Early experiences affect later patterns of gene expression and behavior, including how flexible and reactive an individual is, by helping to set the sensitivity level of key alleles. A tense upbringing will produce watchful caution or vigilant aggression in any person (the parents’ way of preparing the offspring for tough times)—but this effect may be especially pronounced in individuals with particularly plastic behavioral alleles.

A genetic trait, tremendously maladaptive in one situation, can prove highly adaptive in another. We needn’t look far to see such phenomena in human behavior. To survive and evolve, every society needs some individuals who are more aggressive, restless, stubborn, submissive, social, hyperactive, flexible, solitary, anxious, introspective, vigilant—and even more morose, irritable, or outright violent—than the norm.

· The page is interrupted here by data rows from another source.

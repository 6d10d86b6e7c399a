//! UpdateBoard command

use super::require_color;
use crate::backend::BoardBackend;
use crate::context::BoardContext;
use crate::error::{require_text, BoardError, Result};
use crate::outcome::{input_of, logged};
use crate::types::BoardPatch;
use serde::{Deserialize, Serialize};
use serde_json::Value;
use std::time::Instant;
use taskboard_operations::{async_trait, impl_operation, Execute, ExecutionResult};
use tracing::info;

/// Update title, description or color of the loaded board
#[derive(Debug, Clone, Default, Deserialize, Serialize)]
pub struct UpdateBoard {
    #[serde(default, skip_serializing_if = "Option::is_none")]
    pub title: Option<String>,
    /// An empty string clears the description
    #[serde(default, skip_serializing_if = "Option::is_none")]
    pub description: Option<String>,
    #[serde(default, skip_serializing_if = "Option::is_none")]
    pub color: Option<String>,
}

impl_operation!(
    UpdateBoard,
    verb = "update",
    noun = "board",
    description = "Update board title, description or color"
);

impl UpdateBoard {
    pub fn new() -> Self {
        Self::default()
    }

    pub fn with_title(mut self, title: impl Into<String>) -> Self {
        self.title = Some(title.into());
        self
    }

    pub fn with_description(mut self, description: impl Into<String>) -> Self {
        self.description = Some(description.into());
        self
    }

    pub fn with_color(mut self, color: impl Into<String>) -> Self {
        self.color = Some(color.into());
        self
    }

    fn patch(&self) -> Result<BoardPatch> {
        let patch = BoardPatch {
            title: self
                .title
                .as_deref()
                .map(|t| require_text("title", t))
                .transpose()?,
            description: self.description.as_deref().map(|d| d.trim().to_string()),
            color: self.color.as_deref().map(require_color).transpose()?,
        };
        if patch.is_empty() {
            return Err(BoardError::validation("board", "nothing to update"));
        }
        Ok(patch)
    }
}

#[async_trait]
impl<B: BoardBackend> Execute<BoardContext<B>, BoardError> for UpdateBoard {
    async fn execute(&self, ctx: &BoardContext<B>) -> ExecutionResult<Value, BoardError> {
        let start = Instant::now();
        let input = input_of(self);

        let result: Result<Value> = async {
            let patch = self.patch()?;
            let board_id = ctx
                .snapshot()
                .await
                .board()
                .map(|b| b.id.clone())
                .ok_or(BoardError::BoardNotLoaded)?;

            let board = ctx
                .backend()
                .update_board(&board_id, &patch)
                .await
                .map_err(|e| BoardError::write_failed("update board", e))?;

            ctx.store().write().await.patch_board(board.clone())?;
            info!(board_id = %board.id, "updated board");
            Ok(serde_json::to_value(&board)?)
        }
        .await;

        logged(self, input, start, result)
    }
}

#[cfg(test)]
mod tests {
    use super::*;
    use crate::board::{CreateBoard, LoadBoard};
    use crate::config::EngineConfig;
    use crate::test_support::RecordingBackend;

    async fn setup() -> BoardContext<RecordingBackend> {
        let ctx = BoardContext::new(RecordingBackend::new(), EngineConfig::default());
        let created = CreateBoard::new("Launch", "alice")
            .execute(&ctx)
            .await
            .into_result()
            .unwrap();
        let board_id = created["board"]["id"].as_str().unwrap();
        LoadBoard::new(board_id)
            .execute(&ctx)
            .await
            .into_result()
            .unwrap();
        ctx
    }

    #[tokio::test]
    async fn test_update_board_patches_store() {
        let ctx = setup().await;
        let value = UpdateBoard::new()
            .with_title(" Launch v2 ")
            .with_color("bg-red-500")
            .execute(&ctx)
            .await
            .into_result()
            .unwrap();
        assert_eq!(value["title"], "Launch v2");

        let snapshot = ctx.snapshot().await;
        let board = snapshot.board().unwrap();
        assert_eq!(board.title, "Launch v2");
        assert_eq!(board.color, "bg-red-500");
    }

    #[tokio::test]
    async fn test_update_board_rejects_empty_input() {
        let ctx = setup().await;
        let writes = ctx.backend().write_calls();

        for op in [
            UpdateBoard::new(),
            UpdateBoard::new().with_title("  "),
            UpdateBoard::new().with_color("purple"),
        ] {
            let err = op.execute(&ctx).await.into_result().unwrap_err();
            assert!(matches!(err, BoardError::Validation { .. }));
        }
        assert_eq!(ctx.backend().write_calls(), writes);
    }

    #[tokio::test]
    async fn test_update_board_requires_loaded_board() {
        let ctx = BoardContext::new(RecordingBackend::new(), EngineConfig::default());
        let err = UpdateBoard::new()
            .with_title("x")
            .execute(&ctx)
            .await
            .into_result()
            .unwrap_err();
        assert!(matches!(err, BoardError::BoardNotLoaded));
    }
}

All of this helps answer that fundamental evolutionary question about how risk alleles have endured. We have survived not despite these alleles but because of them. And those alleles haven’t merely managed to slip through the selection process; they have been actively selected for. Recent analyses, in fact, suggest that many orchid-gene alleles have only emerged in humans during the past 50,000 or so years. Each of these alleles, it seems, arose via chance mutation in one person or a few people, and began rapidly proliferating.

Following is a description of awareness. What if we were able to measure children and ascertain the nature of their genetic predispositions?

I have the short/short expression of the Serotonin Transporter Gene

*As I sat absorbing this information, the chill came to seem less the coldness of fear than a shiver of abrupt and inverted self-knowledge—of suddenly knowing with certainty something I had long suspected, and finding that it meant something other than I thought it would. *

*The orchid hypothesis suggested that this particular allele, the rarest and riskiest of the serotonin-transporter gene’s three variants, made me not just more vulnerable but more plastic. And that new way of thinking changed things. *

*I felt no sense that I carried a handicap that would render my efforts futile should I again face deep trouble. In fact, I felt a heightened sense of agency. Anything and everything I did to improve my own environment and experience—every intervention I ran on myself, as it were—would have a magnified effect. *

In that light, my short/short allele now seems to me less like a trapdoor through which I might fall than like a springboard—slippery and somewhat fragile, perhaps, but a springboard all the same.

As the evolutionary anthropologists Gregory Cochran and Henry Harpending have pointed out, (The 10,000 Year Explosion), the past 50,000 years—the period in which orchid genes seem to have emerged and expanded—is also the period during which Homo Sapiens started to get seriously human, and during which sparse populations in Africa expanded to cover the globe in great numbers. They make the case that human beings have come to dominate the planet because certain key mutations allowed human evolution to accelerate—a process that the orchid-dandelion hypothesis certainly helps explain.

Changes in environment or culture would affect an allele’s prevalence. The orchid variant of the DRD4 gene, for instance, increases risk of ADHD (a syndrome best characterized, Cochran and Harpending write, “by actions that annoy elementary-school teachers”). Yet attentional restlessness can serve people well in environments that reward sensitivity to new stimuli. The current growth of multitasking, for instance, may help select for just such attentional agility. Complain all you want that it’s an increasingly ADHD world these days—but to judge by the spread of DRD4’s risk allele, it’s been an increasingly ADHD world for about 50,000 years.


DAVID DOBBS The Atlantic – the Science of Success was a source for much of the thinking behind this article.